La sabiduría isleña es un conocimiento clave cuando se vive en un territorio sin servicios básicos como luz, agua potable y transporte público. Entender, por ejemplo, de dónde viene el viento a la noche permite saber si al otro día el río estará bajo o crecido, si será mejor salir a cortar juncos o a pescar. La observación también es clave a la hora de interpretar nuevos eventos, como pasó hace unos meses cuando hubo una gran mortandad de peces en el arroyo.
“Eso fue porque se les congeló la grasa y se les hizo un hongo en el lomo”, aventura Lucho, un isleño que pasó frente a la cooperativa con su lancha y bajó a saludar. “Es que los peces no están preparados para tanto frío. Cuando éramos chicos y había mucha hambre llegamos a comer sábalo congelado, pero no había tanta contaminación como ahora. El otro día Gerónimo contaba que hasta el arroyo se les congeló”, acota Diente. “Me hace acordar al cuento del abuelo, que en 1950 decía ‘nosotros cruzábamos el arroyo por arriba de la escarcha’. ¡No sabés si hacía frío!”, se ríe Miguel.
Desde CoSensores consideran que los conocimientos populares son tan relevantes como los académicos y, por eso, buscan encarar proyectos en los que se combinen ambos. “Apostamos a la coproducción de conocimiento porque sabemos que este tipo de prácticas modifica tanto a los profesionales como a las personas del territorio. Porque si vas, te llevás la muestra y volvés con un número, es difícil transmitir lo que pasó en el medio y la comunidad no termina de sentirse parte”, dice Borón.
En esa línea, Gabriela cuenta que la experiencia con el sistema de potabilización viene siendo bastante buena. “Con los compas de la UNSAM nos hemos ocupado de que todo esté lo más automatizado posible, pero todavía estamos en el proceso de amigarnos con algunas cuestiones técnicas”, apunta. Ahora el equipo está evaluando cómo generar un sistema de monitoreo constante del agua. “Nos gustaría poder seguir midiendo el agua desde las islas. Esto importante porque el río nunca es el mismo”.

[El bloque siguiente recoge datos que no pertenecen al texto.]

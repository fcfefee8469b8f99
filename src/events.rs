use std::collections::VecDeque;

use bevy::prelude::*;
use serde::Serialize;

const MAX_EVENTS: usize = 256;

/// A simulation event: state transitions, damage, deaths, skill uses.
/// Consumers (UI, scripting, telemetry) drain `recent` at their own pace.
#[derive(Serialize, Clone)]
pub struct GameEvent {
    pub name: String,
    pub data: serde_json::Value,
    pub frame: u64,
    pub actor: Option<u64>,
}

#[derive(Resource, Default)]
pub struct GameEventBus {
    pub recent: VecDeque<GameEvent>,
    pub frame: u64,
    pub dropped: u64,
}

impl GameEventBus {
    pub fn emit(&mut self, name: impl Into<String>, data: serde_json::Value, actor: Option<u64>) {
        self.recent.push_back(GameEvent {
            name: name.into(),
            data,
            frame: self.frame,
            actor,
        });
        if self.recent.len() > MAX_EVENTS {
            let excess = self.recent.len() - MAX_EVENTS;
            for _ in 0..excess {
                self.recent.pop_front();
            }
            self.dropped = self.dropped.saturating_add(excess as u64);
        }
    }
}

pub struct GameEventsPlugin;

impl Plugin for GameEventsPlugin {
    fn build(&self, app: &mut App) {
        app.insert_resource(GameEventBus::default())
            .add_systems(FixedPreUpdate, tick_event_frame);
    }
}

fn tick_event_frame(mut bus: ResMut<GameEventBus>) {
    bus.frame = bus.frame.saturating_add(1);
}
//! Data Tree Validation
//!
//! This module runs the validators over a whole data tree in the fixed
//! traversal order: a node's context is checked before its children are
//! visited, its children are validated before its own content, and siblings
//! are visited in document order. Rejected nodes are removed on the way.
//! Nodes whose `when` condition could not be decided are resolved afterwards
//! in repeated passes over the deferred queue.

use serde::Serialize;
use tracing::{debug, warn};

use crate::data_tree::{DataTree, NodeId};
use crate::error::Result;

use super::base::{ContentOutcome, ContextOutcome};
use super::content::{check_cardinality, check_content, check_resolved_content};
use super::context::check_context;
use super::exceptions::{ErrorKind, ValidationError};
use super::resolution::DeferredItem;
use super::validation::ValidationContext;

/// Summary of a validation run
#[derive(Debug, Clone, Default, PartialEq, Eq, Serialize)]
pub struct ValidationReport {
    /// Reported violations, in the order they were found
    pub diagnostics: Vec<ValidationError>,
    /// Data nodes removed from the tree, subtrees included
    pub removed: usize,
    /// Nodes removed silently because another node superseded them
    pub superseded: usize,
    /// Nodes whose condition was deferred at least once
    pub deferred: usize,
    /// Deferred nodes whose condition was later decided
    pub resolved: usize,
    /// Deferred nodes whose condition never became decidable
    pub escalated: usize,
}

impl ValidationReport {
    /// Whether no violation was reported
    pub fn is_valid(&self) -> bool {
        self.diagnostics.is_empty()
    }

    /// Diagnostics of one kind
    pub fn errors_of(&self, kind: ErrorKind) -> impl Iterator<Item = &ValidationError> {
        self.diagnostics.iter().filter(move |e| e.kind == kind)
    }

    /// Turn the first diagnostic into an error
    pub fn into_result(self) -> Result<()> {
        match self.diagnostics.into_iter().next() {
            Some(err) => Err(err.into()),
            None => Ok(()),
        }
    }

    /// Render the report as JSON
    pub fn to_json(&self) -> Result<String> {
        Ok(serde_json::to_string_pretty(self)?)
    }

    fn merge(&mut self, other: ValidationReport) {
        self.diagnostics.extend(other.diagnostics);
        self.removed += other.removed;
        self.superseded += other.superseded;
        self.deferred += other.deferred;
        self.resolved += other.resolved;
        self.escalated += other.escalated;
    }
}

/// Validate a whole data tree
///
/// Invalid nodes are removed from the tree; every reported violation ends
/// up in the returned report. Misuse and exceeded limits are errors.
pub fn validate_tree(tree: &mut DataTree, ctx: &mut ValidationContext) -> Result<ValidationReport> {
    let before = tree.len();
    let mut report = ValidationReport::default();

    let roots = tree.roots().to_vec();
    for root in roots {
        validate_node(tree, root, ctx, &mut report)?;
    }

    report.merge(resolve_pending(tree, ctx)?);

    // counts are only final once every pending node is decided
    report_cardinality(tree, ctx, &mut report)?;

    report.removed = before - tree.len();
    debug!(
        diagnostics = report.diagnostics.len(),
        removed = report.removed,
        "data tree validated"
    );
    Ok(report)
}

/// Re-check the nodes in the deferred queue until their conditions settle
///
/// Each pass re-checks every pending node in queue order: an admissible node
/// leaves the queue and has its subtree validated against every settled
/// sibling, a rejected one is removed, and one that is still undecided stays
/// queued and out of its siblings' comparisons. Passes stop
/// when a pass decides nothing or the pass limit is reached; the nodes left
/// over are treated as if their condition were false.
pub fn resolve_deferred(tree: &mut DataTree, ctx: &mut ValidationContext) -> Result<ValidationReport> {
    let before = tree.len();
    let mut report = resolve_pending(tree, ctx)?;
    report.removed = before - tree.len();
    Ok(report)
}

fn resolve_pending(tree: &mut DataTree, ctx: &mut ValidationContext) -> Result<ValidationReport> {
    let mut report = ValidationReport::default();
    let mut passes = 0;

    while !ctx.queue.is_empty() && ctx.limits.allows_resolution_pass(passes) {
        passes += 1;
        // items stay queued until decided, so undecided ones keep out of comparisons
        let items: Vec<DeferredItem> = ctx.queue.iter().collect();
        let mut decided = 0;

        for item in &items {
            if !tree.contains(item.node) {
                ctx.queue.remove(item.node);
                decided += 1;
                continue;
            }
            match check_context(tree, item.node, ctx)? {
                ContextOutcome::Admissible => {
                    ctx.queue.remove(item.node);
                    decided += 1;
                    report.resolved += 1;
                    finish_node(tree, item.node, ctx, &mut report, true)?;
                }
                ContextOutcome::Rejected(err) if err.kind == ErrorKind::ConditionPending => {}
                ContextOutcome::Rejected(err) => {
                    ctx.queue.remove(item.node);
                    decided += 1;
                    report.resolved += 1;
                    reject(tree, item.node, err, ctx, &mut report)?;
                }
            }
        }

        debug!(pass = passes, pending = items.len(), decided, "resolution pass finished");
        if decided == 0 {
            break;
        }
    }

    for item in ctx.queue.drain() {
        if !tree.contains(item.node) {
            continue;
        }
        warn!(node = %item.node, path = %tree.path(item.node), "condition never became decidable");
        report.escalated += 1;
        let err = ValidationError::new(
            ErrorKind::ConditionFalse,
            format!("when condition of '{}' could not be decided", tree.schema_node(item.node)?.local_name()),
        )
        .with_path(tree.path(item.node))
        .with_schema_node(tree.schema_node(item.node)?.name.qualified())
        .with_reason(format!("{} remained undecided", item.reason))
        .with_node(item.node);
        reject(tree, item.node, err, ctx, &mut report)?;
    }
    Ok(report)
}

fn validate_node(
    tree: &mut DataTree,
    node: NodeId,
    ctx: &mut ValidationContext,
    report: &mut ValidationReport,
) -> Result<()> {
    // pruned by an earlier sibling
    if !tree.contains(node) {
        return Ok(());
    }
    ctx.limits.check_tree_depth(tree.depth(node))?;

    match check_context(tree, node, ctx)? {
        ContextOutcome::Admissible => finish_node(tree, node, ctx, report, false),
        ContextOutcome::Rejected(err) if err.kind == ErrorKind::ConditionPending => {
            report.deferred += 1;
            Ok(())
        }
        ContextOutcome::Rejected(err) => reject(tree, node, err, ctx, report),
    }
}

// children first, then the node's own content; `resolved` nodes left the
// deferred queue after their siblings were validated
fn finish_node(
    tree: &mut DataTree,
    node: NodeId,
    ctx: &mut ValidationContext,
    report: &mut ValidationReport,
    resolved: bool,
) -> Result<()> {
    let children = tree.children(Some(node)).to_vec();
    for child in children {
        validate_node(tree, child, ctx, report)?;
    }

    let outcome = if resolved {
        check_resolved_content(tree, node, ctx)?
    } else {
        check_content(tree, node, ctx)?
    };
    match outcome {
        ContentOutcome::Success => Ok(()),
        ContentOutcome::Failed(err) => reject(tree, node, err, ctx, report),
        ContentOutcome::Superseded => {
            debug!(node = %node, path = %tree.path(node), "removing superseded node");
            tree.remove(node)?;
            report.superseded += 1;
            Ok(())
        }
    }
}

fn reject(
    tree: &mut DataTree,
    node: NodeId,
    err: ValidationError,
    ctx: &ValidationContext,
    report: &mut ValidationReport,
) -> Result<()> {
    let silent = err.kind == ErrorKind::ConditionFalse && ctx.options.when_autodelete;
    debug!(node = %node, path = %tree.path(node), kind = %err.kind, silent, "removing rejected node");
    tree.remove(node)?;
    if !silent {
        report.diagnostics.push(err);
    }
    Ok(())
}

// top level first, then every node in document order
fn report_cardinality(
    tree: &DataTree,
    ctx: &ValidationContext,
    report: &mut ValidationReport,
) -> Result<()> {
    report.diagnostics.extend(check_cardinality(tree, None, ctx)?);
    let mut stack: Vec<NodeId> = tree.roots().iter().rev().copied().collect();
    while let Some(node) = stack.pop() {
        report.diagnostics.extend(check_cardinality(tree, Some(node), ctx)?);
        stack.extend(tree.children(Some(node)).iter().rev().copied());
    }
    Ok(())
}

#[cfg(test)]
mod tests {
    use super::*;

    fn error(kind: ErrorKind) -> ValidationError {
        ValidationError::new(kind, kind.as_str())
    }

    #[test]
    fn test_report_merge() {
        let mut report = ValidationReport {
            diagnostics: vec![error(ErrorKind::MissingKey)],
            removed: 1,
            ..Default::default()
        };
        report.merge(ValidationReport {
            diagnostics: vec![error(ErrorKind::ConditionFalse)],
            deferred: 2,
            resolved: 1,
            escalated: 1,
            ..Default::default()
        });

        assert_eq!(report.diagnostics.len(), 2);
        assert_eq!(report.removed, 1);
        assert_eq!(report.deferred, 2);
        assert_eq!(report.errors_of(ErrorKind::ConditionFalse).count(), 1);
        assert!(!report.is_valid());
    }

    #[test]
    fn test_empty_report() {
        let report = ValidationReport::default();
        assert!(report.is_valid());
        assert!(report.to_json().unwrap().contains("\"diagnostics\": []"));
        assert!(report.into_result().is_ok());
    }
}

En los últimos meses, los investigadores estuvieron trabajando en la posibilidad de replicar el sistema de potabilización junto a otras cooperativas del territorio. Para ello, realizaron un taller de construcción y funcionamiento de ozonizadores a partir de herramientas libres, del que participaron vecinos de Isla Esperanza, Dulceras del Río, Plaza La Paloma e Itekoa Aldea del Agua.
También trabajaron en la elaboración de manuales de uso y construcción para que se pueda replicar el sistema en otros lados. Los aportes de las organizaciones fueron muy importantes para lograr un producto que tenga un lenguaje y formato de uso sencillo sin necesidad de tener conocimientos técnicos. Además, los investigadores continuarán evaluando y mejorando el sistema instalado en la cooperativa Isla Esperanza.
En paralelo, lxs isleñxs seguirán luchando por obtener la titularidad de sus tierras. “Vamos buscando distintas maneras de defender la posesión que acá tienen los habitantes históricos, que están desde hace muchos años antes de que llegara la empresa”, señala Antonella. “Si bien se logró el fallo a favor por el impacto ambiental de las obras, todavía no está el reconocimiento de la tierra para quienes habitan la isla. Esa sigue siendo la lucha”.